Índia urbana

Tiro uma à uma as peças que cobrem meu corpo,

Atiro-as em um canto qualquer,

Preciso me desvencilhar destes obstáculos.

Abro o chuveiro, deixo a água correr por toda minha superfície.

Sinto um misto de relaxamento, limpeza e prazer.

Me identifico com a água, em meu sangue índigena há liberdade, destas que sómente as águas das corredeiras conhecem.

Se pudesse sairia nua do banho, percorreria as ruas correndo, quem sabe me brotassem asas?

Gostaria de poder voar, enfeitada para o amor, face pintada com urucum, pés descalços, roupas? Nenhuma.

Faria tudo se pudesse, se não fosse tornar escvândalo e escárnio, se não desse ibope.

Assim, despida de subterfúgios iria atrás do objeto que me fascina, do homem que me completa, do amor de minha vida.

Talvez o encontrasse solitário sentado em nossa pedra fictícia à beira do cais. Ou escrevendo sob uma árvore em jardins ermos, ou se banhando no mar de nossas poesias.

Hoje cometi meu maior crime, deixei que lesse não meus escritos, mas meu coração e nele viu teu nome em letras neon.

Temo a temeridade, o fim do sonho, o obstáculo do medo, minha perda de sanidade.

Amor, o que é o amor, além de prazer indecifrável e absoluto? Tão completo que não há de se ver defeitos.

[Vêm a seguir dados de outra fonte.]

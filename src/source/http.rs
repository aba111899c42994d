//! # HTTP adapter for the cloud camera API.
//!
//! [`HttpResolver`] binds the [`Resolver`](crate::source::Resolver) contract
//! to a REST endpoint: `GET {base}/v1/cameras/{id}/stream` with a bearer
//! token, answering `{ "url": ..., "expires_at": <unix secs> }`.
//!
//! Status mapping:
//! - `401`/`403` → [`ResolveError::AuthExpired`]
//! - `404`/`409`/`5xx` → [`ResolveError::CameraOffline`]
//! - `429` → [`ResolveError::RateLimited`] honoring the `Retry-After` header
//! - transport timeout → [`ResolveError::Timeout`]
//! - anything else → [`ResolveError::Unknown`]

use std::time::{Duration, SystemTime};

use async_trait::async_trait;
use reqwest::{header, StatusCode};
use serde::Deserialize;

use crate::source::resolver::{ResolveError, Resolver, StreamSource};

/// Response body of the stream endpoint.
#[derive(Debug, Deserialize)]
struct StreamPayload {
    url: String,
    #[serde(default)]
    expires_at: Option<u64>,
}

/// Cloud camera client speaking the vendor's REST API.
pub struct HttpResolver {
    http: reqwest::Client,
    base_url: String,
    token: String,
    timeout: Duration,
}

impl HttpResolver {
    /// Builds a resolver with the request timeout baked into the client.
    pub fn new(
        base_url: impl Into<String>,
        token: impl Into<String>,
        timeout: Duration,
    ) -> Result<Self, reqwest::Error> {
        let http = reqwest::Client::builder().timeout(timeout).build()?;
        let base_url = base_url.into();
        Ok(Self {
            http,
            base_url: base_url.trim_end_matches('/').to_string(),
            token: token.into(),
            timeout,
        })
    }

    fn map_transport(&self, err: reqwest::Error) -> ResolveError {
        if err.is_timeout() {
            ResolveError::Timeout {
                timeout: self.timeout,
            }
        } else if err.is_connect() {
            ResolveError::CameraOffline
        } else {
            ResolveError::Unknown {
                error: err.to_string(),
            }
        }
    }
}

#[async_trait]
impl Resolver for HttpResolver {
    async fn resolve_live(&self, camera: &str) -> Result<StreamSource, ResolveError> {
        let url = format!("{}/v1/cameras/{}/stream", self.base_url, camera);
        let resp = self
            .http
            .get(url)
            .bearer_auth(&self.token)
            .send()
            .await
            .map_err(|e| self.map_transport(e))?;

        let status = resp.status();
        match status {
            StatusCode::OK => {
                let payload: StreamPayload =
                    resp.json().await.map_err(|e| ResolveError::Unknown {
                        error: format!("malformed stream payload: {e}"),
                    })?;
                let expires_at = payload
                    .expires_at
                    .map(|secs| SystemTime::UNIX_EPOCH + Duration::from_secs(secs));
                Ok(StreamSource::live(payload.url, expires_at))
            }
            StatusCode::UNAUTHORIZED | StatusCode::FORBIDDEN => Err(ResolveError::AuthExpired),
            StatusCode::TOO_MANY_REQUESTS => Err(ResolveError::RateLimited {
                retry_after: retry_after_hint(resp.headers()),
            }),
            StatusCode::NOT_FOUND | StatusCode::CONFLICT => Err(ResolveError::CameraOffline),
            s if s.is_server_error() => Err(ResolveError::CameraOffline),
            s => Err(ResolveError::Unknown {
                error: format!("unexpected status {s}"),
            }),
        }
    }
}

/// Parses a `Retry-After: <seconds>` header; date forms are ignored.
fn retry_after_hint(headers: &header::HeaderMap) -> Option<Duration> {
    headers
        .get(header::RETRY_AFTER)?
        .to_str()
        .ok()?
        .trim()
        .parse::<u64>()
        .ok()
        .map(Duration::from_secs)
}

#[cfg(test)]
mod tests {
    use super::*;
    use wiremock::matchers::{bearer_token, method, path};
    use wiremock::{Mock, MockServer, ResponseTemplate};

    async fn resolver_for(server: &MockServer) -> HttpResolver {
        HttpResolver::new(server.uri(), "secret", Duration::from_secs(5)).unwrap()
    }

    #[tokio::test]
    async fn ok_yields_live_source_with_expiry() {
        let server = MockServer::start().await;
        Mock::given(method("GET"))
            .and(path("/v1/cameras/porch/stream"))
            .and(bearer_token("secret"))
            .respond_with(ResponseTemplate::new(200).set_body_json(serde_json::json!({
                "url": "rtsps://cloud.example/feed/abc",
                "expires_at": 4102444800u64,
            })))
            .mount(&server)
            .await;

        let src = resolver_for(&server)
            .await
            .resolve_live("porch")
            .await
            .unwrap();
        assert_eq!(src.locator, "rtsps://cloud.example/feed/abc");
        assert!(src.expires_at.is_some());
        assert!(!src.is_expired());
    }

    #[tokio::test]
    async fn unauthorized_maps_to_auth_expired() {
        let server = MockServer::start().await;
        Mock::given(method("GET"))
            .respond_with(ResponseTemplate::new(401))
            .mount(&server)
            .await;

        let err = resolver_for(&server)
            .await
            .resolve_live("porch")
            .await
            .unwrap_err();
        assert!(matches!(err, ResolveError::AuthExpired));
    }

    #[tokio::test]
    async fn throttling_carries_retry_after() {
        let server = MockServer::start().await;
        Mock::given(method("GET"))
            .respond_with(ResponseTemplate::new(429).insert_header("retry-after", "7"))
            .mount(&server)
            .await;

        let err = resolver_for(&server)
            .await
            .resolve_live("porch")
            .await
            .unwrap_err();
        assert_eq!(err.retry_after(), Some(Duration::from_secs(7)));
    }

    #[tokio::test]
    async fn server_error_maps_to_camera_offline() {
        let server = MockServer::start().await;
        Mock::given(method("GET"))
            .respond_with(ResponseTemplate::new(503))
            .mount(&server)
            .await;

        let err = resolver_for(&server)
            .await
            .resolve_live("porch")
            .await
            .unwrap_err();
        assert!(matches!(err, ResolveError::CameraOffline));
    }
}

Sou ser forte e infinitamente frágil, sou uma apoteose um tanto pragmática em meio a paradoxos que falam de sentimentos.

Mas, acima de tudo quero ser livre como a água que ocupa porções maiores que a terra firme.

Em meio à tudo e por tudo insisto ser a selvagem em solo de pavimentação asfáltica. Insisto em sonhar de compartilhar debruçada em teu colo os raios do sol e da lua.

Não importa nada, apenas minha incoerência e inconseqüência de ser tua índia urbana e de te amar assim, tendo como meu aliado Tupã.